Vision-based robot interaction

Training robots to perform manipulation tasks from visual inputs is a challenging task. A common approach is to train an end-to-end model from scratch using domain-specific data of robots interacting with the physical world. However, collecting such large and diverse datasets can be expensive and may lack generalizability. We are exploring diverse research avenues in this domain, such as extracting of generic visual representations from human video data and incorporating natural language cues to guide robot manipulation. This could circumvent the need for labor-intensive data collection specific to each robotic task, enabling robots to excel across a spectrum of unseen scenarios.

Tabular data understanding

While research based on unstructured data (such as images and text) has seen extensive. During its development, there has been a shortage of studies focused on extracting information from structured data, particularly tables. Large language models (LLMs) struggle with understanding two-dimensional structures like tables, as they are primarily trained on one-dimensional text data. To address this limitation, we are conducting research on table question answering (QA), aiming to enhance LLM’s understanding of tables through techniques such as fine-tuning or prompt engineering.
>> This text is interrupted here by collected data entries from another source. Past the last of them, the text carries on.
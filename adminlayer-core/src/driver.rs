//! Storage driver abstraction.
//!
//! The adapter owns no persistence. Everything it reads or writes goes through a
//! [`StoreDriver`], which speaks the MongoDB dialect: filters, projections and sorts are
//! BSON documents, aggregations are pipelines of stage documents and updates are
//! update-operator documents (`$set`, `$unset`, `$addToSet`, `$pull`).
//!
//! # Traits
//!
//! - [`StoreDriver`]: the driver interface
//! - [`StoreDriverBuilder`]: factory trait for creating driver instances
//!
//! # Example
//!
//! ```ignore
//! use adminlayer::driver::{NativeQuery, StoreDriver};
//! use bson::doc;
//!
//! let rows = driver
//!     .execute_query("orders", NativeQuery::new(doc! { "status": "open" }).limit(10))
//!     .await?;
//! ```

use async_trait::async_trait;
use bson::Document;
use std::fmt::Debug;

use crate::error::DriverResult;

/// A plain `find` request.
#[derive(Debug, Clone, Default, PartialEq)]
pub struct NativeQuery {
    pub filter: Document,
    pub projection: Option<Document>,
    pub sort: Option<Document>,
    pub skip: u64,
    pub limit: Option<u64>,
}

impl NativeQuery {
    pub fn new(filter: Document) -> Self {
        Self { filter, ..Default::default() }
    }

    pub fn projection(mut self, projection: Document) -> Self {
        self.projection = Some(projection);
        self
    }

    pub fn sort(mut self, sort: Document) -> Self {
        self.sort = Some(sort);
        self
    }

    pub fn skip(mut self, skip: u64) -> Self {
        self.skip = skip;
        self
    }

    pub fn limit(mut self, limit: u64) -> Self {
        self.limit = Some(limit);
        self
    }
}

/// Outcome of an update.
#[derive(Debug, Clone, Copy, PartialEq, Eq, Default)]
pub struct UpdateOutcome {
    /// Documents matched by the filter.
    pub matched: u64,
    /// Documents actually changed.
    pub modified: u64,
}

/// Abstract interface for document storage drivers.
///
/// # Atomicity
///
/// `update_one` and `update_many` must apply the update operators atomically per
/// document: the adapter relies on them instead of read-modify-write cycles.
///
/// # Errors
///
/// Operations return [`DriverResult<T>`](crate::error::DriverResult). The adapter wraps
/// every failure with the operation parameters and never retries on its own.
#[async_trait]
pub trait StoreDriver: Send + Sync + Debug {
    /// Runs a `find` on a collection.
    async fn execute_query(&self, collection: &str, query: NativeQuery) -> DriverResult<Vec<Document>>;

    /// Runs an aggregation pipeline on a collection.
    async fn execute_aggregation(
        &self,
        collection: &str,
        pipeline: Vec<Document>,
    ) -> DriverResult<Vec<Document>>;

    /// Inserts documents. Every document carries its `_id`.
    async fn insert(&self, collection: &str, documents: Vec<Document>) -> DriverResult<()>;

    /// Applies update operators to the first document matching `filter`.
    async fn update_one(
        &self,
        collection: &str,
        filter: Document,
        update: Document,
    ) -> DriverResult<UpdateOutcome>;

    /// Applies update operators to every document matching `filter`.
    async fn update_many(
        &self,
        collection: &str,
        filter: Document,
        update: Document,
    ) -> DriverResult<UpdateOutcome>;

    /// Deletes every document matching `filter` and returns how many were removed.
    /// Matching nothing is not an error.
    async fn delete(&self, collection: &str, filter: Document) -> DriverResult<u64>;

    /// Lists the collections known to the storage engine.
    async fn list_collections(&self) -> DriverResult<Vec<String>>;

    /// Cleanly shuts down the driver, releasing its resources.
    ///
    /// The default implementation is a no-op.
    async fn shutdown(self) -> DriverResult<()>
    where
        Self: Sized,
    {
        Ok(())
    }
}

#[async_trait]
impl<D> StoreDriver for &D
where
    D: StoreDriver,
{
    async fn execute_query(&self, collection: &str, query: NativeQuery) -> DriverResult<Vec<Document>> {
        (*self).execute_query(collection, query).await
    }

    async fn execute_aggregation(
        &self,
        collection: &str,
        pipeline: Vec<Document>,
    ) -> DriverResult<Vec<Document>> {
        (*self).execute_aggregation(collection, pipeline).await
    }

    async fn insert(&self, collection: &str, documents: Vec<Document>) -> DriverResult<()> {
        (*self).insert(collection, documents).await
    }

    async fn update_one(
        &self,
        collection: &str,
        filter: Document,
        update: Document,
    ) -> DriverResult<UpdateOutcome> {
        (*self).update_one(collection, filter, update).await
    }

    async fn update_many(
        &self,
        collection: &str,
        filter: Document,
        update: Document,
    ) -> DriverResult<UpdateOutcome> {
        (*self).update_many(collection, filter, update).await
    }

    async fn delete(&self, collection: &str, filter: Document) -> DriverResult<u64> {
        (*self).delete(collection, filter).await
    }

    async fn list_collections(&self) -> DriverResult<Vec<String>> {
        (*self).list_collections().await
    }
}

/// Factory trait for drivers that need asynchronous setup.
#[async_trait]
pub trait StoreDriverBuilder {
    type Driver: StoreDriver;

    async fn build(self) -> DriverResult<Self::Driver>;
}
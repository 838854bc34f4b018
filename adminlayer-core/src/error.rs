//! Error types and result types for adapter operations.
//!
//! Two layers of errors exist:
//!
//! - [`DriverError`] is what a [`StoreDriver`](crate::driver::StoreDriver) implementation reports.
//! - [`AdapterError`] is what every service returns. Driver failures are wrapped into
//!   [`AdapterError::Storage`] together with the operation that caused them.
//!
//! Compilation failures ([`AdapterError::Schema`], [`AdapterError::Operand`] and
//! [`AdapterError::RelationDepth`]) are always raised before the driver is touched.

use bson::error::Error as BsonError;
use serde_json::Error as SerdeJsonError;
use thiserror::Error;

/// Errors reported by a storage driver.
#[derive(Error, Debug)]
pub enum DriverError {
    /// An error occurred in the underlying storage engine.
    #[error("Backend error: {0}")]
    Backend(String),
    /// The storage engine did not answer in time.
    #[error("Timeout: {0}")]
    Timeout(String),
    /// A document with the given id already exists in the collection.
    /// The first argument is the document id, the second is the collection name.
    #[error("Document {0} already exists in collection {1}")]
    DuplicateKey(String, String),
    /// The driver does not understand a stage, operator or update modifier.
    #[error("Unsupported: {0}")]
    Unsupported(String),
    /// Serialization/deserialization error when converting driver values.
    #[error("Serialization error: {0}")]
    Serialization(String),
}

/// A specialized `Result` type for driver operations.
pub type DriverResult<T> = Result<T, DriverError>;

impl From<BsonError> for DriverError {
    fn from(err: BsonError) -> Self {
        DriverError::Serialization(err.to_string())
    }
}

/// Represents all possible errors surfaced by the adapter services.
#[derive(Error, Debug)]
pub enum AdapterError {
    /// A collection, field or segment does not exist in the schema description.
    #[error("Schema error: {0}")]
    Schema(String),
    /// A value is incompatible with the operator or the field type it is applied to.
    #[error("Operand error: {0}")]
    Operand(String),
    /// A field path crosses more relations than the configured maximum.
    #[error("Relation path `{path}` crosses {hops} relations, the maximum is {max}")]
    RelationDepth {
        path: String,
        hops: usize,
        max: usize,
    },
    /// The requested record does not exist.
    /// The first argument is the record id, the second is the collection name.
    #[error("Record {0} not found in collection {1}")]
    NotFound(String, String),
    /// A write payload references unknown fields or carries malformed values.
    #[error("Validation error: {0}")]
    Validation(String),
    /// A relation mutation references a parent or child that does not exist.
    #[error("Conflict: {0}")]
    Conflict(String),
    /// An export stream failed after some rows were already handed to the consumer.
    #[error("Export interrupted after {rows_flushed} rows: {source}")]
    PartialExport {
        rows_flushed: u64,
        #[source]
        source: Box<AdapterError>,
    },
    /// The storage driver failed while executing an operation.
    #[error("Storage error during {operation} on {collection} ({params}): {source}")]
    Storage {
        operation: &'static str,
        collection: String,
        params: String,
        #[source]
        source: DriverError,
    },
    /// A driver document could not be mapped into a result record.
    #[error("Serialization error: {0}")]
    Serialization(String),
}

/// A specialized `Result` type for adapter operations.
pub type AdapterResult<T> = Result<T, AdapterError>;

impl AdapterError {
    /// Wraps a driver failure with the operation and parameters that produced it.
    pub fn storage(
        operation: &'static str,
        collection: &str,
        params: impl Into<String>,
        source: DriverError,
    ) -> Self {
        AdapterError::Storage {
            operation,
            collection: collection.to_string(),
            params: params.into(),
            source,
        }
    }

    /// Returns `true` for [`AdapterError::NotFound`].
    pub fn is_not_found(&self) -> bool {
        matches!(self, AdapterError::NotFound(..))
    }
}

impl From<BsonError> for AdapterError {
    fn from(err: BsonError) -> Self {
        AdapterError::Serialization(err.to_string())
    }
}

impl From<SerdeJsonError> for AdapterError {
    fn from(err: SerdeJsonError) -> Self {
        AdapterError::Serialization(err.to_string())
    }
}
//! Aggregation pipeline execution for in-memory collections.
//!
//! Stages run in order over an owned vector of documents. Supported stages are
//! `$match`, `$lookup`, `$unwind`, `$group` (`$sum` and `$avg` accumulators, `$dateTrunc`
//! keys), `$sort`, `$skip`, `$limit`, `$count` and `$project`. Anything else is
//! reported as [`DriverError::Unsupported`].

use std::{cmp::Ordering, collections::HashMap};

use bson::{Bson, Document, doc};
use chrono::{DateTime, Utc};

use adminlayer_core::{
    error::{DriverError, DriverResult},
    temporal::{self, TimeInterval},
};

use crate::{
    evaluator::{Comparable, FilterEvaluator, compare_values, equals, first_value, lookup},
    update,
};

pub(crate) type Collections = HashMap<String, Vec<Document>>;

/// Runs `pipeline` over `documents`. `$lookup` stages read from `collections`.
pub(crate) fn aggregate(
    mut documents: Vec<Document>,
    pipeline: &[Document],
    collections: &Collections,
) -> DriverResult<Vec<Document>> {
    for stage in pipeline {
        let mut operators = stage.iter();
        let (Some((name, argument)), None) = (operators.next(), operators.next()) else {
            return Err(DriverError::Unsupported(format!(
                "a stage must hold exactly one operator, got {stage}"
            )));
        };

        documents = match name.as_str() {
            "$match" => FilterEvaluator::filter_documents(documents, stage_document(name, argument)?)?,
            "$lookup" => join(documents, stage_document(name, argument)?, collections)?,
            "$unwind" => unwind(documents, argument)?,
            "$group" => group(documents, stage_document(name, argument)?)?,
            "$sort" => {
                sort_documents(&mut documents, stage_document(name, argument)?)?;
                documents
            }
            "$skip" => documents.into_iter().skip(amount(name, argument)?).collect(),
            "$limit" => documents.into_iter().take(amount(name, argument)?).collect(),
            "$count" => {
                let field = argument
                    .as_str()
                    .ok_or_else(|| DriverError::Unsupported(format!("$count expects a field name, got {argument}")))?;
                match documents.len() {
                    0 => Vec::new(),
                    total => vec![doc! { field: total as i64 }],
                }
            }
            "$project" => {
                let projection = stage_document(name, argument)?;
                documents
                    .into_iter()
                    .map(|document| project(document, projection))
                    .collect::<DriverResult<_>>()?
            }
            other => return Err(DriverError::Unsupported(format!("aggregation stage {other}"))),
        };
    }

    Ok(documents)
}

/// Stable multi-key sort. Directions are `1` or `-1`.
pub(crate) fn sort_documents(documents: &mut [Document], sort: &Document) -> DriverResult<()> {
    let keys = sort
        .iter()
        .map(|(field, direction)| match integer(direction) {
            Some(1) => Ok((field.as_str(), false)),
            Some(-1) => Ok((field.as_str(), true)),
            _ => Err(DriverError::Unsupported(format!("sort direction {direction} on `{field}`"))),
        })
        .collect::<DriverResult<Vec<_>>>()?;

    documents.sort_by(|a, b| {
        keys.iter()
            .map(|(field, descending)| {
                let ordering = compare_values(first_value(a, field), first_value(b, field));
                if *descending { ordering.reverse() } else { ordering }
            })
            .find(|ordering| ordering.is_ne())
            .unwrap_or(Ordering::Equal)
    });

    Ok(())
}

/// Applies an inclusion or exclusion projection. `_id` is kept unless excluded.
pub(crate) fn project(mut document: Document, projection: &Document) -> DriverResult<Document> {
    let inclusion = projection
        .iter()
        .any(|(field, flag)| field != "_id" && truthy(flag));

    if !inclusion {
        for (field, _) in projection {
            update::remove_path(&mut document, &field.split('.').collect::<Vec<_>>());
        }
        return Ok(document);
    }

    let mut projected = Document::new();
    if projection.get("_id").is_none_or(truthy)
        && let Some(id) = document.get("_id")
    {
        projected.insert("_id", id.clone());
    }

    for (field, flag) in projection {
        if field == "_id" {
            continue;
        }
        if !truthy(flag) {
            return Err(DriverError::Unsupported(format!(
                "cannot exclude `{field}` in an inclusion projection"
            )));
        }
        if let Some(value) = first_value(&document, field) {
            update::set_path(&mut projected, &field.split('.').collect::<Vec<_>>(), value.clone())?;
        }
    }

    Ok(projected)
}

fn truthy(flag: &Bson) -> bool {
    match flag {
        Bson::Boolean(flag) => *flag,
        Bson::Int32(n) => *n != 0,
        Bson::Int64(n) => *n != 0,
        Bson::Double(n) => *n != 0.0,
        _ => true,
    }
}

fn integer(value: &Bson) -> Option<i64> {
    match value {
        Bson::Int32(n) => Some(*n as i64),
        Bson::Int64(n) => Some(*n),
        Bson::Double(n) if n.fract() == 0.0 => Some(*n as i64),
        _ => None,
    }
}

fn amount(stage: &str, argument: &Bson) -> DriverResult<usize> {
    integer(argument)
        .and_then(|n| usize::try_from(n).ok())
        .ok_or_else(|| DriverError::Unsupported(format!("{stage} expects a non-negative integer, got {argument}")))
}

fn stage_document<'s>(stage: &str, argument: &'s Bson) -> DriverResult<&'s Document> {
    argument
        .as_document()
        .ok_or_else(|| DriverError::Unsupported(format!("{stage} expects a document, got {argument}")))
}

fn stage_str<'s>(stage: &str, argument: &'s Document, key: &str) -> DriverResult<&'s str> {
    argument
        .get_str(key)
        .map_err(|_| DriverError::Unsupported(format!("{stage} requires a string `{key}`")))
}

/// `$lookup` with `localField`/`foreignField` equality. A missing local field joins
/// the foreign documents whose foreign field is null or missing.
fn join(documents: Vec<Document>, argument: &Document, collections: &Collections) -> DriverResult<Vec<Document>> {
    let from = stage_str("$lookup", argument, "from")?;
    let local_field = stage_str("$lookup", argument, "localField")?;
    let foreign_field = stage_str("$lookup", argument, "foreignField")?;
    let alias = stage_str("$lookup", argument, "as")?;
    let foreign = collections.get(from).map(Vec::as_slice).unwrap_or_default();

    Ok(documents
        .into_iter()
        .map(|mut document| {
            let mut locals = Vec::new();
            for value in lookup(&document, local_field) {
                match value {
                    Bson::Array(items) => locals.extend(items.iter().cloned()),
                    value => locals.push(value.clone()),
                }
            }
            if locals.is_empty() {
                locals.push(Bson::Null);
            }

            let matched = foreign
                .iter()
                .filter(|candidate| {
                    let values = lookup(candidate, foreign_field);
                    locals.iter().any(|local| equals(&values, local))
                })
                .cloned()
                .map(Bson::Document)
                .collect();

            document.insert(alias, Bson::Array(matched));
            document
        })
        .collect())
}

fn unwind(documents: Vec<Document>, argument: &Bson) -> DriverResult<Vec<Document>> {
    let (path, preserve) = match argument {
        Bson::String(path) => (path.as_str(), false),
        Bson::Document(options) => (
            stage_str("$unwind", options, "path")?,
            options.get_bool("preserveNullAndEmptyArrays").unwrap_or(false),
        ),
        other => return Err(DriverError::Unsupported(format!("$unwind expects a path, got {other}"))),
    };
    let field = path
        .strip_prefix('$')
        .ok_or_else(|| DriverError::Unsupported(format!("$unwind path `{path}` must start with `$`")))?;

    let mut unwound = Vec::with_capacity(documents.len());
    for mut document in documents {
        match document.remove(field) {
            Some(Bson::Array(items)) if !items.is_empty() => {
                for item in items {
                    let mut copy = document.clone();
                    copy.insert(field, item);
                    unwound.push(copy);
                }
            }
            Some(Bson::Array(_)) | None => {
                if preserve {
                    unwound.push(document);
                }
            }
            Some(Bson::Null) => {
                if preserve {
                    document.insert(field, Bson::Null);
                    unwound.push(document);
                }
            }
            Some(value) => {
                document.insert(field, value);
                unwound.push(document);
            }
        }
    }

    Ok(unwound)
}

enum Accumulator<'s> {
    Sum(&'s Bson),
    Avg(&'s Bson),
}

#[derive(Default, Clone)]
struct Total {
    sum: f64,
    count: u64,
    fractional: bool,
}

impl Total {
    fn add(&mut self, value: &Bson) {
        let value = match value {
            Bson::Int32(n) => *n as f64,
            Bson::Int64(n) => *n as f64,
            Bson::Double(n) => {
                self.fractional = true;
                *n
            }
            _ => return,
        };
        self.sum += value;
        self.count += 1;
    }
}

/// `$group`. Groups are emitted in the order their key was first seen.
fn group(documents: Vec<Document>, argument: &Document) -> DriverResult<Vec<Document>> {
    let key = argument
        .get("_id")
        .ok_or_else(|| DriverError::Unsupported("$group requires an `_id` expression".to_string()))?;

    let accumulators = argument
        .iter()
        .filter(|(name, _)| name.as_str() != "_id")
        .map(|(name, accumulator)| {
            let accumulator = stage_document("$group", accumulator)?;
            let accumulator = match accumulator.iter().next() {
                Some((operator, expression)) if operator == "$sum" => Accumulator::Sum(expression),
                Some((operator, expression)) if operator == "$avg" => Accumulator::Avg(expression),
                _ => {
                    return Err(DriverError::Unsupported(format!("accumulator {accumulator} on `{name}`")));
                }
            };
            Ok((name.as_str(), accumulator))
        })
        .collect::<DriverResult<Vec<_>>>()?;

    let mut groups: Vec<(Bson, Vec<Total>)> = Vec::new();
    for document in &documents {
        let group_key = evaluate(document, key)?;
        let index = match groups
            .iter()
            .position(|(existing, _)| Comparable::from(existing) == Comparable::from(&group_key))
        {
            Some(index) => index,
            None => {
                groups.push((group_key, vec![Total::default(); accumulators.len()]));
                groups.len() - 1
            }
        };

        for ((_, accumulator), total) in accumulators.iter().zip(groups[index].1.iter_mut()) {
            let (Accumulator::Sum(expression) | Accumulator::Avg(expression)) = accumulator;
            total.add(&evaluate(document, expression)?);
        }
    }

    Ok(groups
        .into_iter()
        .map(|(key, totals)| {
            let mut row = doc! { "_id": key };
            for ((name, accumulator), total) in accumulators.iter().zip(totals) {
                let value = match accumulator {
                    Accumulator::Sum(_) if total.fractional => Bson::Double(total.sum),
                    Accumulator::Sum(_) => Bson::Int64(total.sum as i64),
                    Accumulator::Avg(_) if total.count == 0 => Bson::Null,
                    Accumulator::Avg(_) => Bson::Double(total.sum / total.count as f64),
                };
                row.insert(*name, value);
            }
            row
        })
        .collect())
}

/// Evaluates a field reference (`"$path"`), a literal or a `$dateTrunc` expression.
fn evaluate(document: &Document, expression: &Bson) -> DriverResult<Bson> {
    match expression {
        Bson::String(reference) if reference.starts_with('$') => {
            Ok(first_value(document, &reference[1..]).cloned().unwrap_or(Bson::Null))
        }
        Bson::Document(operator) => match operator.iter().next() {
            Some((name, argument)) if name == "$dateTrunc" => date_trunc(document, stage_document(name, argument)?),
            Some((name, _)) if name.starts_with('$') => {
                Err(DriverError::Unsupported(format!("expression operator {name}")))
            }
            _ => operator
                .iter()
                .map(|(field, value)| Ok((field.clone(), evaluate(document, value)?)))
                .collect::<DriverResult<Document>>()
                .map(Bson::Document),
        },
        literal => Ok(literal.clone()),
    }
}

fn date_trunc(document: &Document, argument: &Document) -> DriverResult<Bson> {
    let unit = stage_str("$dateTrunc", argument, "unit")?;
    let interval = TimeInterval::from_unit(unit)
        .ok_or_else(|| DriverError::Unsupported(format!("$dateTrunc unit `{unit}`")))?;
    if let Ok(start) = argument.get_str("startOfWeek")
        && !start.eq_ignore_ascii_case("monday")
    {
        return Err(DriverError::Unsupported(format!("weeks starting on {start}")));
    }

    match evaluate(document, argument.get("date").unwrap_or(&Bson::Null))? {
        Bson::DateTime(date) => {
            let instant: DateTime<Utc> = date.to_chrono();
            Ok(temporal::to_bson(interval.truncate(instant)))
        }
        Bson::Null => Ok(Bson::Null),
        other => Err(DriverError::Backend(format!("$dateTrunc expects a date, got {other}"))),
    }
}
Retrieval augmented generation

While large language models (LLMs) exhibit impressive performance, they face challenges in encapsulating all information within their parameters and updating to incorporate the latest knowledge. In response, retrieval augmented generation (RAG) emerges as a promising solution. We are investigating question answering (QA) utilizing RAG. Our focus lies in employing various modalities such as tables, text, images, etc. We are particularly delving into multi-hop QA, where answering questions require gathering information from multiple pieces of evidence or sources.

Black box optimization

We address the challenge of optimizing functions in the absence of derivative information. While zeroth-order optimization shows promise in solving such problems, its applications have been restricted to low-dimensional scenarios. Our goal is to overcome these limitations, unlocking the potential for black box optimization in contexts such as LLM adaptation and privacy-preserving distributed learning.